To qualify in Texas, students must live in the state at least three years continuously before graduating from high school or receiving the equivalent of a diploma. Students who are not citizens or permanent residents of the United States must declare an intention to seek legal resident status as soon as they are eligible.
Since it was enacted, 11,130 students have used the law to qualify for the cheaper tuition. The total includes undocumented students and legal residents, according to the Texas Higher Education Coordinating Board.
Before the hearing, Noriega disagreed with Riddle's contention that in-state tuition burdens taxpayers.
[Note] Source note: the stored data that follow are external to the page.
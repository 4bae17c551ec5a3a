//! Internet checksum (RFC 1071).
//!
//! The sum is accumulated over native-endian machine words, 32 bits at a time
//! once the cursor is 4-byte aligned, so the running value is byte-swapped
//! relative to the wire whenever the buffer starts at an odd address. Every
//! public function returns a host-order value: write it with `to_be_bytes`.

/// Contribution of a lone byte stored at an odd address.
#[inline]
fn odd_lane(byte: u8) -> u32 {
    if cfg!(target_endian = "little") {
        u32::from(byte) << 8
    } else {
        u32::from(byte)
    }
}

/// Contribution of a lone byte stored at an even address.
#[inline]
fn even_lane(byte: u8) -> u32 {
    if cfg!(target_endian = "little") {
        u32::from(byte)
    } else {
        u32::from(byte) << 8
    }
}

#[inline]
fn fold(mut sum: u32) -> u16 {
    while sum >> 16 != 0 {
        sum = (sum & 0xFFFF) + (sum >> 16);
    }
    sum as u16
}

/// One's-complement sum of `data`, not complemented, in host order.
pub(crate) fn ones_complement_sum(data: &[u8]) -> u16 {
    let odd_start = (data.as_ptr() as usize) & 1 != 0;
    let mut sum: u32 = 0;
    let mut rest = data;

    if odd_start && let Some((&first, tail)) = rest.split_first() {
        sum += odd_lane(first);
        rest = tail;
    }

    if (rest.as_ptr() as usize) & 2 != 0 && rest.len() >= 2 {
        sum += u32::from(u16::from_ne_bytes([rest[0], rest[1]]));
        rest = &rest[2..];
    }

    let mut words = rest.chunks_exact(4);
    for word in &mut words {
        let value = u32::from_ne_bytes([word[0], word[1], word[2], word[3]]);
        let (next, carry) = sum.overflowing_add(value);
        sum = next + u32::from(carry);
    }
    rest = words.remainder();

    sum = (sum & 0xFFFF) + (sum >> 16);

    if rest.len() >= 2 {
        sum += u32::from(u16::from_ne_bytes([rest[0], rest[1]]));
        rest = &rest[2..];
    }
    if let Some(&last) = rest.first() {
        sum += even_lane(last);
    }

    let mut native = fold(sum);
    if odd_start {
        native = native.swap_bytes();
    }
    u16::from_be(native)
}

/// Checksum of a contiguous region. An empty region yields `0xFFFF`.
pub fn checksum(data: &[u8]) -> u16 {
    !ones_complement_sum(data)
}

/// Sum of `length` bytes starting `offset` bytes into a logically contiguous
/// buffer split across `chunks`, not complemented.
fn scattered_sum<B: AsRef<[u8]>>(chunks: &[B], mut offset: usize, length: usize) -> u32 {
    let mut sum: u32 = 0;
    let mut pos = 0usize;

    for chunk in chunks {
        if pos >= length {
            break;
        }
        let chunk = chunk.as_ref();
        if offset >= chunk.len() {
            offset -= chunk.len();
            continue;
        }

        let n = (chunk.len() - offset).min(length - pos);
        let mut partial = ones_complement_sum(&chunk[offset..offset + n]);
        // A chunk starting at an odd logical position lands in the other
        // byte lane of the 16-bit words.
        if pos & 1 != 0 {
            partial = partial.swap_bytes();
        }
        sum += u32::from(partial);
        sum = u32::from(fold(sum));
        pos += n;
        offset = 0;
    }

    sum
}

/// Checksum over a buffer stored as disjoint chunks.
///
/// Bytes outside the chunks (when `offset + length` runs past them) are
/// ignored.
pub fn checksum_scattered<B: AsRef<[u8]>>(chunks: &[B], offset: usize, length: usize) -> u16 {
    !fold(scattered_sum(chunks, offset, length))
}

/// Checksum of a pseudo-header followed by a contiguous payload.
pub fn upper_layer_checksum(pseudo_header: &[u8], data: &[u8]) -> u16 {
    let sum = u32::from(ones_complement_sum(pseudo_header)) + u32::from(ones_complement_sum(data));
    !fold(sum)
}

/// Checksum of a pseudo-header followed by a scattered payload.
pub fn upper_layer_checksum_scattered<B: AsRef<[u8]>>(
    pseudo_header: &[u8],
    chunks: &[B],
    offset: usize,
    length: usize,
) -> u16 {
    let sum = u32::from(ones_complement_sum(pseudo_header)) + scattered_sum(chunks, offset, length);
    !fold(sum)
}
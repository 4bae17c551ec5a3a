//! Fixed-size connection table and the inbound lookups over it.

use crate::error::{NetError, Result};
use crate::tcp::{TcpControlBlock, TcpState};

use buddy_core::{IpAddress, SocketConfig, TcpConfig};

use std::collections::VecDeque;
use std::fmt;
use std::net::Ipv4Addr;

/// Index of a record in the socket table.
#[derive(Debug, Clone, Copy, PartialEq, Eq, Hash, PartialOrd, Ord)]
pub struct SocketId(usize);

impl SocketId {
    pub(crate) fn new(index: usize) -> Self {
        Self(index)
    }

    pub fn index(&self) -> usize {
        self.0
    }
}

impl fmt::Display for SocketId {
    fn fmt(&self, f: &mut fmt::Formatter<'_>) -> fmt::Result {
        write!(f, "socket#{}", self.0)
    }
}

#[derive(Debug, Clone, Copy, PartialEq, Eq, Default)]
pub enum SocketType {
    #[default]
    Unused,
    Stream,
    Dgram,
    Raw,
}

/// A datagram queued on a UDP or raw socket.
#[derive(Debug, Clone, PartialEq, Eq)]
pub struct Datagram {
    pub src: Ipv4Addr,
    /// Zero for raw sockets.
    pub src_port: u16,
    pub dst: Ipv4Addr,
    pub ttl: u8,
    pub data: Vec<u8>,
}

/// One connection record.
#[derive(Debug, Default)]
pub struct Socket {
    pub(crate) kind: SocketType,
    /// IP protocol number for raw sockets.
    pub(crate) protocol: u8,
    /// Interface the socket is bound to, if any.
    pub(crate) interface: Option<usize>,
    pub(crate) local_addr: IpAddress,
    pub(crate) local_port: u16,
    pub(crate) remote_addr: IpAddress,
    pub(crate) remote_port: u16,
    /// 0 selects the interface default.
    pub(crate) ttl: u8,
    pub(crate) tcp: TcpControlBlock,
    pub(crate) rx_queue: VecDeque<Datagram>,
    pub(crate) rx_queue_len: usize,
}

impl Socket {
    fn open(kind: SocketType, protocol: u8, tcp: &TcpConfig, rx_queue_len: usize) -> Self {
        Self {
            kind,
            protocol,
            tcp: TcpControlBlock::new(tcp),
            rx_queue_len,
            ..Default::default()
        }
    }

    pub fn kind(&self) -> SocketType {
        self.kind
    }

    pub fn is_unused(&self) -> bool {
        self.kind == SocketType::Unused
    }

    pub fn local(&self) -> (IpAddress, u16) {
        (self.local_addr, self.local_port)
    }

    pub fn remote(&self) -> (IpAddress, u16) {
        (self.remote_addr, self.remote_port)
    }

    pub fn tcp(&self) -> &TcpControlBlock {
        &self.tcp
    }

    /// Release the record back to the table.
    pub(crate) fn release(&mut self) {
        *self = Socket::default();
    }

    /// Queue an inbound datagram, dropping it when the queue is full.
    pub(crate) fn enqueue(&mut self, datagram: Datagram) -> bool {
        if self.rx_queue.len() >= self.rx_queue_len {
            return false;
        }
        self.rx_queue.push_back(datagram);
        true
    }

    fn matches_interface(&self, iface: usize) -> bool {
        self.interface.is_none_or(|bound| bound == iface)
    }
}

pub struct SocketTable {
    sockets: Box<[Socket]>,
    config: SocketConfig,
}

impl SocketTable {
    pub fn new(config: &SocketConfig) -> Self {
        Self {
            sockets: (0..config.max_sockets).map(|_| Socket::default()).collect(),
            config: config.clone(),
        }
    }

    pub fn capacity(&self) -> usize {
        self.sockets.len()
    }

    pub fn in_use(&self) -> usize {
        self.sockets.iter().filter(|s| !s.is_unused()).count()
    }

    pub fn get(&self, id: SocketId) -> Result<&Socket> {
        self.sockets
            .get(id.0)
            .filter(|s| !s.is_unused())
            .ok_or(NetError::InvalidSocket)
    }

    pub fn get_mut(&mut self, id: SocketId) -> Result<&mut Socket> {
        self.sockets
            .get_mut(id.0)
            .filter(|s| !s.is_unused())
            .ok_or(NetError::InvalidSocket)
    }

    pub(crate) fn slot_mut(&mut self, index: usize) -> &mut Socket {
        &mut self.sockets[index]
    }

    pub(crate) fn iter_mut(&mut self) -> impl Iterator<Item = &mut Socket> {
        self.sockets.iter_mut()
    }

    /// Claim a free record. Stream sockets may evict the oldest connection
    /// lingering in TIME-WAIT when the table is full.
    pub fn allocate(&mut self, kind: SocketType, protocol: u8, tcp: &TcpConfig) -> Result<SocketId> {
        let index = match self.sockets.iter().position(Socket::is_unused) {
            Some(index) => index,
            None if kind == SocketType::Stream => {
                self.kill_oldest_connection().ok_or(NetError::OutOfResources)?
            }
            None => {
                tracing::debug!("socket table full ({} records)", self.sockets.len());
                return Err(NetError::OutOfResources);
            }
        };

        self.sockets[index] = Socket::open(kind, protocol, tcp, self.config.rx_queue_len);
        Ok(SocketId(index))
    }

    /// Close the TIME-WAIT connection that entered the state first and free
    /// its record. Returns the freed index.
    pub fn kill_oldest_connection(&mut self) -> Option<usize> {
        let index = self
            .sockets
            .iter()
            .enumerate()
            .filter(|(_, s)| s.kind == SocketType::Stream && s.tcp.state == TcpState::TimeWait)
            .filter_map(|(i, s)| s.tcp.time_wait_timer.started_at().map(|t| (i, t)))
            .min_by_key(|&(_, started)| started)
            .map(|(i, _)| i)?;

        tracing::debug!(
            "evicting TIME-WAIT connection {} to free a socket",
            SocketId(index)
        );
        let socket = &mut self.sockets[index];
        socket.tcp.change_state(TcpState::Closed);
        socket.release();
        Some(index)
    }

    /// Pick an unused local port from the ephemeral range: random start,
    /// then sequential with wrap-around.
    pub fn dynamic_port(&self, kind: SocketType) -> Result<u16> {
        let min = self.config.ephemeral_port_min;
        let max = self.config.ephemeral_port_max;
        let span = u32::from(max - min) + 1;
        let start = rand::random::<u32>() % span;

        (0..span)
            .map(|i| min + ((start + i) % span) as u16)
            .find(|&port| {
                !self
                    .sockets
                    .iter()
                    .any(|s| s.kind == kind && s.local_port == port)
            })
            .ok_or(NetError::OutOfResources)
    }

    /// Route an inbound TCP segment to its connection.
    ///
    /// An entry matching the full 4-tuple wins outright; otherwise the first
    /// LISTEN entry matching addresses and local port is used.
    pub fn find_tcp(
        &self,
        iface: usize,
        src: Ipv4Addr,
        dst: Ipv4Addr,
        src_port: u16,
        dst_port: u16,
    ) -> Option<usize> {
        let mut listener = None;
        for (i, socket) in self.sockets.iter().enumerate() {
            if socket.kind != SocketType::Stream || !socket.matches_interface(iface) {
                continue;
            }
            if socket.local_port == 0 || socket.local_port != dst_port {
                continue;
            }
            if !socket.local_addr.matches_v4(dst) || !socket.remote_addr.matches_v4(src) {
                continue;
            }
            if socket.tcp.state == TcpState::Listen && listener.is_none() {
                listener = Some(i);
            }
            if socket.remote_port == src_port {
                return Some(i);
            }
        }
        listener
    }

    /// Route an inbound UDP datagram. Address filters left unspecified and a
    /// zero remote port act as wildcards.
    pub fn find_udp(
        &self,
        iface: usize,
        src: Ipv4Addr,
        dst: Ipv4Addr,
        src_port: u16,
        dst_port: u16,
    ) -> Option<usize> {
        self.sockets.iter().position(|socket| {
            socket.kind == SocketType::Dgram
                && socket.matches_interface(iface)
                && socket.local_port != 0
                && socket.local_port == dst_port
                && socket.local_addr.matches_v4(dst)
                && socket.remote_addr.matches_v4(src)
                && (socket.remote_port == 0 || socket.remote_port == src_port)
        })
    }

    /// Every raw socket opened for `protocol` that accepts the datagram.
    pub(crate) fn find_raw(
        &self,
        iface: usize,
        protocol: u8,
        src: Ipv4Addr,
        dst: Ipv4Addr,
    ) -> Vec<usize> {
        self.sockets
            .iter()
            .enumerate()
            .filter(|(_, s)| {
                s.kind == SocketType::Raw
                    && s.protocol == protocol
                    && s.matches_interface(iface)
                    && s.local_addr.matches_v4(dst)
                    && s.remote_addr.matches_v4(src)
            })
            .map(|(i, _)| i)
            .collect()
    }
}

#[cfg(test)]
mod tests {
    use super::*;
    use std::time::{Duration, Instant};

    const LOCAL: Ipv4Addr = Ipv4Addr::new(192, 0, 2, 1);
    const PEER: Ipv4Addr = Ipv4Addr::new(192, 0, 2, 50);

    fn table(max: usize) -> SocketTable {
        SocketTable::new(&SocketConfig {
            max_sockets: max,
            ..Default::default()
        })
    }

    fn stream(table: &mut SocketTable, port: u16, state: TcpState) -> SocketId {
        let id = table
            .allocate(SocketType::Stream, 6, &TcpConfig::default())
            .unwrap();
        let socket = table.get_mut(id).unwrap();
        socket.local_port = port;
        socket.tcp.state = state;
        id
    }

    #[test]
    fn exact_match_beats_listener() {
        let mut table = table(4);
        let listener = stream(&mut table, 80, TcpState::Listen);
        let conn = stream(&mut table, 80, TcpState::Established);
        {
            let socket = table.get_mut(conn).unwrap();
            socket.remote_addr = PEER.into();
            socket.remote_port = 4000;
        }

        assert_eq!(table.find_tcp(0, PEER, LOCAL, 4000, 80), Some(conn.index()));
        assert_eq!(
            table.find_tcp(0, PEER, LOCAL, 4001, 80),
            Some(listener.index())
        );
        assert_eq!(table.find_tcp(0, PEER, LOCAL, 4000, 81), None);
    }

    #[test]
    fn first_listener_is_the_fallback() {
        let mut table = table(4);
        let first = stream(&mut table, 80, TcpState::Listen);
        let _second = stream(&mut table, 80, TcpState::Listen);
        assert_eq!(table.find_tcp(0, PEER, LOCAL, 1234, 80), Some(first.index()));
    }

    #[test]
    fn address_and_interface_filters() {
        let mut table = table(4);
        let id = stream(&mut table, 80, TcpState::Listen);
        {
            let socket = table.get_mut(id).unwrap();
            socket.local_addr = Ipv4Addr::new(192, 0, 2, 9).into();
        }
        assert_eq!(table.find_tcp(0, PEER, LOCAL, 1234, 80), None);

        let socket = table.get_mut(id).unwrap();
        socket.local_addr = LOCAL.into();
        socket.interface = Some(1);
        assert_eq!(table.find_tcp(0, PEER, LOCAL, 1234, 80), None);
        assert_eq!(table.find_tcp(1, PEER, LOCAL, 1234, 80), Some(id.index()));
    }

    #[test]
    fn port_zero_never_matches() {
        let mut table = table(2);
        stream(&mut table, 0, TcpState::Listen);
        assert_eq!(table.find_tcp(0, PEER, LOCAL, 1234, 0), None);
    }

    #[test]
    fn udp_lookup_has_no_listen_fallback() {
        let mut table = table(4);
        let id = table
            .allocate(SocketType::Dgram, 17, &TcpConfig::default())
            .unwrap();
        {
            let socket = table.get_mut(id).unwrap();
            socket.local_port = 53;
            socket.remote_port = 5353;
        }
        assert_eq!(table.find_udp(0, PEER, LOCAL, 5353, 53), Some(id.index()));
        assert_eq!(table.find_udp(0, PEER, LOCAL, 9999, 53), None);

        table.get_mut(id).unwrap().remote_port = 0;
        assert_eq!(table.find_udp(0, PEER, LOCAL, 9999, 53), Some(id.index()));
    }

    #[test]
    fn full_table_evicts_oldest_time_wait() {
        let mut table = table(3);
        let now = Instant::now();
        let a = stream(&mut table, 1000, TcpState::TimeWait);
        let b = stream(&mut table, 1001, TcpState::TimeWait);
        let _c = stream(&mut table, 1002, TcpState::Established);
        table
            .get_mut(a)
            .unwrap()
            .tcp
            .time_wait_timer
            .start(now + Duration::from_millis(5), Duration::from_secs(4));
        table
            .get_mut(b)
            .unwrap()
            .tcp
            .time_wait_timer
            .start(now, Duration::from_secs(4));

        let id = table
            .allocate(SocketType::Stream, 6, &TcpConfig::default())
            .unwrap();
        assert_eq!(id, b);
        assert_eq!(table.get(id).unwrap().tcp.state, TcpState::Closed);
        assert_eq!(table.get(a).unwrap().tcp.state, TcpState::TimeWait);
    }

    #[test]
    fn full_table_without_time_wait_is_out_of_resources() {
        let mut table = table(1);
        stream(&mut table, 1000, TcpState::Established);
        assert!(matches!(
            table.allocate(SocketType::Stream, 6, &TcpConfig::default()),
            Err(NetError::OutOfResources)
        ));
        assert!(matches!(
            table.allocate(SocketType::Dgram, 17, &TcpConfig::default()),
            Err(NetError::OutOfResources)
        ));
    }

    #[test]
    fn dynamic_ports_skip_used_ones() {
        let mut table = SocketTable::new(&SocketConfig {
            max_sockets: 4,
            ephemeral_port_min: 50000,
            ephemeral_port_max: 50001,
            ..Default::default()
        });
        stream(&mut table, 50000, TcpState::Established);
        for _ in 0..8 {
            assert_eq!(table.dynamic_port(SocketType::Stream).unwrap(), 50001);
        }
        stream(&mut table, 50001, TcpState::Established);
        assert!(table.dynamic_port(SocketType::Stream).is_err());
        assert!(table.dynamic_port(SocketType::Dgram).is_ok());
    }

    #[test]
    fn released_records_are_invalid() {
        let mut table = table(2);
        let id = stream(&mut table, 80, TcpState::Closed);
        table.get_mut(id).unwrap().release();
        assert!(matches!(table.get(id), Err(NetError::InvalidSocket)));
        assert!(matches!(
            table.get(SocketId::new(7)),
            Err(NetError::InvalidSocket)
        ));
    }

    #[test]
    fn datagram_queue_is_bounded() {
        let mut table = table(1);
        let id = table
            .allocate(SocketType::Dgram, 17, &TcpConfig::default())
            .unwrap();
        let socket = table.get_mut(id).unwrap();
        let datagram = Datagram {
            src: PEER,
            src_port: 1,
            dst: LOCAL,
            ttl: 64,
            data: vec![1],
        };
        for _ in 0..4 {
            assert!(socket.enqueue(datagram.clone()));
        }
        assert!(!socket.enqueue(datagram));
    }
}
He said Texas invests $100,000 per student to provide a primary and secondary education.
"When you have students that we know have a higher degree of education, they're able to contribute back to the economy," Noriega said. "It just makes sense for us to protect our economic investment."
Public policy merits often get lost in the highly emotional debate about illegal immigration, said Josh Bernstein,q federal policy director of the National Immigration Law Center, an immigrant advocacy group. "We need to recognize that there are competing values involved, all legitimate, I think," Bernstein said.
Although it is true that some students receiving in-state tuition rates aren't authorized to be here, Bernstein said, it's also important to consider that they are the brightest overachievers, who overcame poverty, unfamiliarity with English and other obstacles to excel in high schools.
Many immigrant advocates argue, too, that undocumented students shouldn't be penalized for the decisions their parents made to enter the country illegally.
But, Riddle said, "I don't think anyone is being penalized here with repealing the law."
Julieta said before the hearing that she was 11 when she came to the United States with her mother and sister. Her mother was a victim of spousal abuse. When her parents divorced, her mother couldn't sustain the family on a single income in Mexico City.
Undocumented students aren't asking for special handouts, Julieta said. "We want to become someone."